◆ TASK GOAL: Read the listing below and copy out every line that holds "CliConfig".
Top of SUPPLIED MATERIAL
//! Per-container test input provisioning
//!
//! Materializes the data directory of a container before a test run:
//! template copies, identity key, the include list tying the three
//! provider fragments together, the common fragment (rewritten by an
//! external helper with cloud credentials), the flavors fragment and
//! the testcases fragment.

use std::fmt::Write as _;
use std::path::{Path, PathBuf};
use std::process::Command;

use cloudsched_config::ExecutorConfig;
use serde::Deserialize;
use tracing::{debug, error, warn};

use crate::error::{ExecutorError, ExecutorResult};
use crate::flavor;

/// Directory holding the YAML templates copied into each container.
const TEMPLATE_PATH: &str = "./templates";

/// Helper rewriting the common fragment with credentials and identity.
const COMMON_DATA_HELPER: &str = "./utils/provision_common_data.sh";

/// Placeholder written when cloud credentials cannot be read.
const NULL_CREDENTIAL: &str = "Null";

/// Provisions test input for one container at a time.
pub struct Provisioner {
    container_path: PathBuf,
    identity_file: PathBuf,
    keypair: String,
    image_name: String,
    ddh_id: Option<String>,
    provider: String,
    testcases: String,
}

impl Provisioner {
    /// Build a provisioner from a validated executor configuration.
    pub fn new(config: &ExecutorConfig) -> ExecutorResult<Self> {
        config.validate()?;
        let test = &config.test;
        Ok(Self {
            container_path: config.container_path.clone(),
            identity_file: test.identity_file.clone().unwrap_or_default(),
            keypair: test.ssh_keypair.clone().unwrap_or_default(),
            image_name: test.image_name.clone().unwrap_or_default(),
            ddh_id: test.ddh_id.clone(),
            provider: test.provider.clone().unwrap_or_default(),
            testcases: test.testcases.clone().unwrap_or_default(),
        })
    }

    /// Provision the container's data directory for one attempt.
    pub fn provision(&self, container: &str, flavor_id: &str, azone: &str) -> ExecutorResult<()> {
        let data_path = self.container_path.join(container).join("data");
        let result_path = self.container_path.join(container).join("job-results");
        std::fs::create_dir_all(&data_path)?;
        std::fs::create_dir_all(&result_path)?;

        self.deliver_templates(&data_path)?;

        let include_file = data_path.join(format!("test_{}.yaml", self.provider));
        std::fs::write(&include_file, include_list(&self.provider))?;

        self.provision_common_data(&data_path, container, azone)?;

        let flavors_file = data_path.join(format!("{}_flavors.yaml", self.provider));
        debug!("updating \"{}\"", flavors_file.display());
        flavor::provision_flavor_data(&flavors_file, flavor_id)?;

        let testcases_file = data_path.join(format!("{}_testcases.yaml", self.provider));
        std::fs::write(&testcases_file, testcases_fragment(&self.testcases))?;

        Ok(())
    }

    /// Copy templates and the identity key into the data directory.
    fn deliver_templates(&self, data_path: &Path) -> ExecutorResult<()> {
        debug!("copying default data into {}", data_path.display());

        for entry in std::fs::read_dir(TEMPLATE_PATH)? {
            let entry = entry?;
            let path = entry.path();
            if path.extension().and_then(|e| e.to_str()) == Some("yaml") {
                if let Some(name) = path.file_name() {
                    std::fs::copy(&path, data_path.join(name))?;
                }
            }
        }

        // Drop stray keys from earlier attempts before placing ours.
        for entry in std::fs::read_dir(data_path)? {
            let entry = entry?;
            let path = entry.path();
            if path.extension().and_then(|e| e.to_str()) == Some("pem") {
                std::fs::remove_file(&path)?;
            }
        }

        let key_name = self
            .identity_file
            .file_name()
            .ok_or_else(|| ExecutorError::Provision("identity file has no name".to_string()))?;
        std::fs::copy(&self.identity_file, data_path.join(key_name))?;

        Ok(())
    }

    /// Rewrite the common fragment through the external helper.
    fn provision_common_data(
        &self,
        data_path: &Path,
        container: &str,
        azone: &str,
    ) -> ExecutorResult<()> {
        let file = data_path.join(format!("{}_common.yaml", self.provider));
        let (access_key_id, access_key_secret) = cloud_credentials();

        let mut command = Command::new(COMMON_DATA_HELPER);
        command
            .arg("-f")
            .arg(&file)
            .args(["-i", &access_key_id, "-s", &access_key_secret])
            .args(["-k", &self.keypair, "-z", azone, "-m", &self.image_name])
            .args(["-l", container]);
        if let Some(ddh_id) = &self.ddh_id {
            command.args(["-d", ddh_id]);
        }

        debug!("updating \"{}\" through {COMMON_DATA_HELPER}", file.display());
        let status = command
            .status()
            .map_err(|e| ExecutorError::Provision(format!("{COMMON_DATA_HELPER}: {e}")))?;
        if !status.success() {
            error!("failed to update \"{}\"", file.display());
            return Err(ExecutorError::Provision(format!(
                "{COMMON_DATA_HELPER} exited with {status}"
            )));
        }

        Ok(())
    }
}

/// The include list naming the three provider fragments.
pub fn include_list(provider: &str) -> String {
    let mut out = String::new();
    out.push_str("test:\n");
    let _ = writeln!(out, "    !include : {provider}_flavors.yaml");
    let _ = writeln!(out, "    !include : {provider}_testcases.yaml");
    let _ = writeln!(out, "    !include : {provider}_common.yaml");
    out
}

/// The testcases fragment: one case per line, blanks and comments out.
pub fn testcases_fragment(testcases: &str) -> String {
    let mut out = String::from("cases:\n");
    for line in testcases.lines() {
        let case = line.trim();
        if case.is_empty() || case.starts_with('#') {
            continue;
        }
        let _ = writeln!(out, "  {case}");
    }
    out
}

#[derive(Debug, Deserialize)]
struct CliProfile {
    #[serde(default)]
    access_key_id: String,
    #[serde(default)]
    access_key_secret: String,
}

#[derive(Debug, Deserialize)]
struct CliConfig {
    #[serde(default)]
    profiles: Vec<CliProfile>,
}

/// Credentials from the cloud CLI's own configuration file.
///
/// Failure to read them is not fatal; the fragments are written with
/// literal `Null` values and the test fails on its own terms later.
fn cloud_credentials() -> (String, String) {
    let config_path = dirs::home_dir().map(|home| home.join(".aliyun/config.json"));

    let profile = config_path.and_then(|path| {
        let content = std::fs::read_to_string(path).ok()?;
        let config: CliConfig = serde_json::from_str(&content).ok()?;
        config.profiles.into_iter().next()
    });

    match profile {
        Some(profile) => (profile.access_key_id, profile.access_key_secret),
        None => {
            warn!("unable to get cloud credentials from the CLI config");
            (NULL_CREDENTIAL.to_string(), NULL_CREDENTIAL.to_string())
        }
    }
}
Bottom of SUPPLIED MATERIAL
◆ PROBLEM SOLUTION:
struct CliConfig {
        let config: CliConfig = serde_json::from_str(&content).ok()?;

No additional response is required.